Hakim Aoudia - Publié le

Temps de lecture : 8 minutes

En 2015, le co-fondateur du mouvement Colibris Cyril Dion et l’actrice Mélanie Laurent ont réalisé le film documentaire Demain. Alors que nous en sommes déjà à la COP27 et que le GIEC sort un énième rapport qui nous prouve encore une fois que la situation environnementale est alarmante, voir ou revoir les solutions présentées dans ce documentaire nous semble important.
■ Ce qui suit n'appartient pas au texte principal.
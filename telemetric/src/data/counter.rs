use hashbrown::HashMap;
use parking_lot::RwLock;
use telemetric_util::{SnapshotError, StripedAdder};

use crate::{CounterFn, CounterItem, CounterValue, ValueProvider};

/// A counter that can go up and down, with optional per-item counts.
///
/// The total is kept in a [`StripedAdder`] so that heavily contended counters scale with the
/// number of writers.  Items are counted in their own adders, created on first use.  Item updates
/// and reset reads are serialized through the items lock, so a drained value never loses an item
/// update that its total already includes.
#[derive(Debug, Default)]
pub struct DefaultCounter {
    total: StripedAdder,
    items: RwLock<HashMap<String, StripedAdder>>,
}

impl DefaultCounter {
    /// Creates a new `DefaultCounter`.
    pub fn new() -> Self {
        Self::default()
    }

    /// Current total.
    pub fn count(&self) -> i64 {
        self.total.sum()
    }

    fn add_to_item(&self, item: &str, value: i64) {
        let items = self.items.read();
        if let Some(adder) = items.get(item) {
            adder.add(value);
            self.total.add(value);
            return;
        }
        drop(items);

        let mut items = self.items.write();
        items.entry(item.to_owned()).or_default().add(value);
        self.total.add(value);
    }

    fn read(&self, reset: bool) -> CounterValue {
        let (count, items) = if reset {
            let mut items = self.items.write();
            let count = self.total.sum_then_reset();
            let drained = std::mem::take(&mut *items)
                .into_iter()
                .map(|(k, v)| (k, v.sum()))
                .collect::<Vec<_>>();
            (count, drained)
        } else {
            let items = self.items.read();
            (self.total.sum(), items.iter().map(|(k, v)| (k.clone(), v.sum())).collect())
        };

        let mut items = items
            .into_iter()
            .map(|(item, item_count)| {
                let percent =
                    if count == 0 { 0.0 } else { item_count as f64 / count as f64 * 100.0 };
                CounterItem { item, count: item_count, percent: Some(percent) }
            })
            .collect::<Vec<_>>();
        items.sort_by(|a, b| a.item.cmp(&b.item));

        CounterValue { count, items }
    }
}

impl CounterFn for DefaultCounter {
    fn increment(&self, value: i64) {
        self.total.add(value);
    }

    fn decrement(&self, value: i64) {
        self.total.add(-value);
    }

    fn increment_item(&self, item: &str, value: i64) {
        self.add_to_item(item, value);
    }

    fn decrement_item(&self, item: &str, value: i64) {
        self.add_to_item(item, -value);
    }

    fn reset(&self) {
        self.items.write().clear();
        self.total.reset();
    }
}

impl ValueProvider<CounterValue> for DefaultCounter {
    fn value(&self, reset: bool) -> Result<CounterValue, SnapshotError> {
        Ok(self.read(reset))
    }
}
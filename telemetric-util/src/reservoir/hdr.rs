use std::sync::{
    atomic::{AtomicI64, AtomicU64, Ordering},
    Arc,
};

use arc_swap::ArcSwap;

use super::Reservoir;
use crate::{ConfigError, Snapshot, SnapshotError};

const MAX_SIGNIFICANT_DIGITS: u8 = 5;

/// Bucket geometry of an HDR reservoir.
///
/// Values are grouped into buckets whose width doubles from one bucket to the next.  Each bucket
/// is split into `sub_bucket_count` linear sub-buckets, enough to resolve any value to the
/// configured number of significant decimal digits.  The lower half of every bucket after the
/// first overlaps with the previous bucket, so only the upper half of those is stored.
#[derive(Clone, Copy, Debug, PartialEq)]
pub(crate) struct Layout {
    highest: u64,
    unit_magnitude: u32,
    sub_bucket_half_count_magnitude: u32,
    sub_bucket_count: u64,
    sub_bucket_half_count: u64,
    sub_bucket_mask: u64,
    counts_len: usize,
}

impl Layout {
    pub(crate) fn new(lowest: u64, highest: u64, digits: u8) -> Result<Self, ConfigError> {
        if digits > MAX_SIGNIFICANT_DIGITS {
            return Err(ConfigError::InvalidSignificantDigits(digits));
        }

        let invalid_range = ConfigError::InvalidTrackableRange { lowest, highest };
        if lowest < 1 || highest < lowest.saturating_mul(2) || highest > i64::MAX as u64 {
            return Err(invalid_range);
        }

        // Smallest power of two that can resolve `2 * 10^digits` distinct values.
        let single_unit_resolution = 2 * 10u64.pow(u32::from(digits));
        let sub_bucket_count_magnitude = 64 - (single_unit_resolution - 1).leading_zeros();
        let sub_bucket_half_count_magnitude = sub_bucket_count_magnitude.max(1) - 1;

        let unit_magnitude = 63 - lowest.leading_zeros();
        if unit_magnitude + sub_bucket_half_count_magnitude > 61 {
            return Err(invalid_range);
        }

        let sub_bucket_count = 1u64 << (sub_bucket_half_count_magnitude + 1);
        let sub_bucket_half_count = sub_bucket_count / 2;
        let sub_bucket_mask = (sub_bucket_count - 1) << unit_magnitude;

        let mut smallest_untrackable = sub_bucket_count << unit_magnitude;
        let mut bucket_count = 1usize;
        while smallest_untrackable <= highest {
            if smallest_untrackable > u64::MAX / 2 {
                bucket_count += 1;
                break;
            }
            smallest_untrackable <<= 1;
            bucket_count += 1;
        }

        Ok(Self {
            highest,
            unit_magnitude,
            sub_bucket_half_count_magnitude,
            sub_bucket_count,
            sub_bucket_half_count,
            sub_bucket_mask,
            counts_len: (bucket_count + 1) * sub_bucket_half_count as usize,
        })
    }

    fn bucket_index(&self, value: u64) -> u32 {
        let pow2_ceiling = 64 - (value | self.sub_bucket_mask).leading_zeros();
        pow2_ceiling - self.unit_magnitude - (self.sub_bucket_half_count_magnitude + 1)
    }

    fn index_for(&self, value: u64) -> usize {
        let bucket_index = self.bucket_index(value);
        let sub_bucket_index = value >> (bucket_index + self.unit_magnitude);
        let bucket_base = u64::from(bucket_index + 1) << self.sub_bucket_half_count_magnitude;

        (bucket_base + sub_bucket_index - self.sub_bucket_half_count) as usize
    }

    /// Lowest value that is counted at `index`.
    fn value_for(&self, index: usize) -> u64 {
        let index = index as u64;
        let mut bucket_index = (index >> self.sub_bucket_half_count_magnitude) as i64 - 1;
        let mut sub_bucket_index =
            (index & (self.sub_bucket_half_count - 1)) + self.sub_bucket_half_count;
        if bucket_index < 0 {
            sub_bucket_index -= self.sub_bucket_half_count;
            bucket_index = 0;
        }

        sub_bucket_index << (bucket_index as u32 + self.unit_magnitude)
    }

    /// Highest value that is counted in the same bucket as `value`.
    fn highest_equivalent(&self, value: u64) -> u64 {
        let bucket_index = self.bucket_index(value);
        let sub_bucket_index = value >> (bucket_index + self.unit_magnitude);
        let lowest = sub_bucket_index << (bucket_index + self.unit_magnitude);

        let range_magnitude = if sub_bucket_index >= self.sub_bucket_count {
            bucket_index + 1
        } else {
            bucket_index
        };

        lowest.saturating_add((1u64 << (self.unit_magnitude + range_magnitude)) - 1)
    }

    fn clamp(&self, value: i64) -> u64 {
        (value.max(0) as u64).min(self.highest)
    }
}

#[derive(Debug)]
struct Counts {
    buckets: Box<[AtomicU64]>,
    total: AtomicU64,
    min: AtomicI64,
    max: AtomicI64,
    sum: AtomicI64,
}

impl Counts {
    fn new(len: usize) -> Self {
        Self {
            buckets: (0..len).map(|_| AtomicU64::new(0)).collect(),
            total: AtomicU64::new(0),
            min: AtomicI64::new(i64::MAX),
            max: AtomicI64::new(i64::MIN),
            sum: AtomicI64::new(0),
        }
    }
}

/// A high-dynamic-range histogram reservoir.
///
/// Rather than sampling, every value is counted into a fixed-precision bucket, so quantiles are
/// recovered from the complete stream with a relative error of at most `10^-digits`.  Counting is
/// lock-free: each update is a handful of atomic operations.
///
/// Values outside of the trackable range are counted in the nearest edge bucket, while the exact
/// minimum, maximum and sum still reflect the value as recorded.
///
/// Taking a snapshot walks the buckets without stopping writers, and fails with
/// [`SnapshotError::ConcurrentModification`] if the walk did not observe a consistent state.
#[derive(Debug)]
pub struct HdrReservoir {
    layout: Layout,
    counts: ArcSwap<Counts>,
}

impl HdrReservoir {
    /// Creates a new `HdrReservoir` covering `lowest..=highest` with `digits` significant digits.
    pub fn new(lowest: u64, highest: u64, digits: u8) -> Result<Self, ConfigError> {
        Layout::new(lowest, highest, digits).map(Self::from_layout)
    }

    pub(crate) fn from_layout(layout: Layout) -> Self {
        Self { layout, counts: ArcSwap::from_pointee(Counts::new(layout.counts_len)) }
    }

    /// Total number of values recorded since creation or the last reset.
    pub fn count(&self) -> u64 {
        self.counts.load().total.load(Ordering::Acquire)
    }

    fn collect(&self, counts: &Counts) -> (Vec<(i64, i64, u64)>, u64) {
        let mut walked = 0;
        let mut buckets = Vec::new();
        for (index, bucket) in counts.buckets.iter().enumerate() {
            let count = bucket.load(Ordering::Acquire);
            if count == 0 {
                continue;
            }

            walked += count;
            let lowest = self.layout.value_for(index);
            let highest = self.layout.highest_equivalent(lowest);
            buckets.push((
                i64::try_from(lowest).unwrap_or(i64::MAX),
                i64::try_from(highest).unwrap_or(i64::MAX),
                count,
            ));
        }

        (buckets, walked)
    }

    fn build_snapshot(counts: &Counts, buckets: Vec<(i64, i64, u64)>, total: u64) -> Snapshot {
        if total == 0 {
            return Snapshot::empty();
        }

        let mut min = counts.min.load(Ordering::Acquire);
        let mut max = counts.max.load(Ordering::Acquire);
        if min > max {
            // Only possible while the sole write to a detached storage is still in flight.
            min = buckets.first().map_or(0, |(low, _, _)| *low);
            max = buckets.last().map_or(0, |(_, high, _)| *high);
        }
        let sum = counts.sum.load(Ordering::Acquire) as f64;

        Snapshot::from_buckets(total, sum, min, max, buckets)
    }
}

impl Reservoir for HdrReservoir {
    fn update_with_tag(&self, value: i64, _tag: Option<&str>) {
        let index = self.layout.index_for(self.layout.clamp(value));

        let counts = self.counts.load();
        counts.buckets[index].fetch_add(1, Ordering::AcqRel);
        counts.min.fetch_min(value, Ordering::AcqRel);
        counts.max.fetch_max(value, Ordering::AcqRel);
        counts.sum.fetch_add(value, Ordering::AcqRel);
        counts.total.fetch_add(1, Ordering::AcqRel);
    }

    fn snapshot(&self, reset: bool) -> Result<Snapshot, SnapshotError> {
        if reset {
            // Once swapped out, the old counts only receive writes that were already in flight, so
            // the walked buckets are taken as the authoritative total.
            let counts = self.counts.swap(Arc::new(Counts::new(self.layout.counts_len)));
            let (buckets, walked) = self.collect(&counts);
            return Ok(Self::build_snapshot(&counts, buckets, walked));
        }

        let counts = self.counts.load();
        let expected = counts.total.load(Ordering::Acquire);
        let (buckets, walked) = self.collect(&counts);
        let observed = counts.total.load(Ordering::Acquire);

        if expected != observed {
            return Err(SnapshotError::ConcurrentModification { expected, observed });
        }
        if walked != observed {
            return Err(SnapshotError::ConcurrentModification { expected, observed: walked });
        }

        Ok(Self::build_snapshot(&counts, buckets, observed))
    }

    fn reset(&self) {
        self.counts.store(Arc::new(Counts::new(self.layout.counts_len)));
    }

    fn size(&self) -> usize {
        usize::try_from(self.count()).unwrap_or(usize::MAX)
    }
}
C’est à la suite d’un article dans la revue Nature en 2012, écrit notamment par Anthony Barnosky et Elizabeth Hadly annonçant que l’humanité pourrait disparaître d’ici 2100, que Cyril Dion et Mélanie Laurent décident de partir à travers le monde pour constater et montrer que des solutions se mettent en place, que l’espoir est possible si nous décidons de changer et d’inventer une nouvelle société, plus juste, plus durable, plus résiliente.

Et pour cela, il y aurait cinq piliers. Cinq domaines en crise sur lesquels nous devrions agir :

1 – La nourriture

Aujourd’hui, 75% de ce qui est consommé dans le monde vient des petit-e-s agriculteurices.

Quand le secteur automobile s’est écroulé, la ville de Détroit, aux États-Unis, a été désertée par ses habitant-e-s, passant de 2 millions en 1960 à 700 000 en 2015.

L’usine automobile Packard, symbole du déclin de la ville de Détroit. Crédit photo Alex S. MacLean pour le New York Times.

Réutilisant les ruines et les friches créées par le départ de la population, des organisations citoyennes se mettent en place. Ne trouvant pas de fruits et légumes frais à proximité, des hommes et des femmes créent des fermes urbaines, capables de nourrir les gens avec la nourriture produite dans leur propre ville. Aujourd’hui, il s’y trouve plus de 1600 fermes urbaines et environ 2400 hectares de friches encore cultivables. La ville a retrouvé de l’attractivité, et sa population peut y vivre sereinement.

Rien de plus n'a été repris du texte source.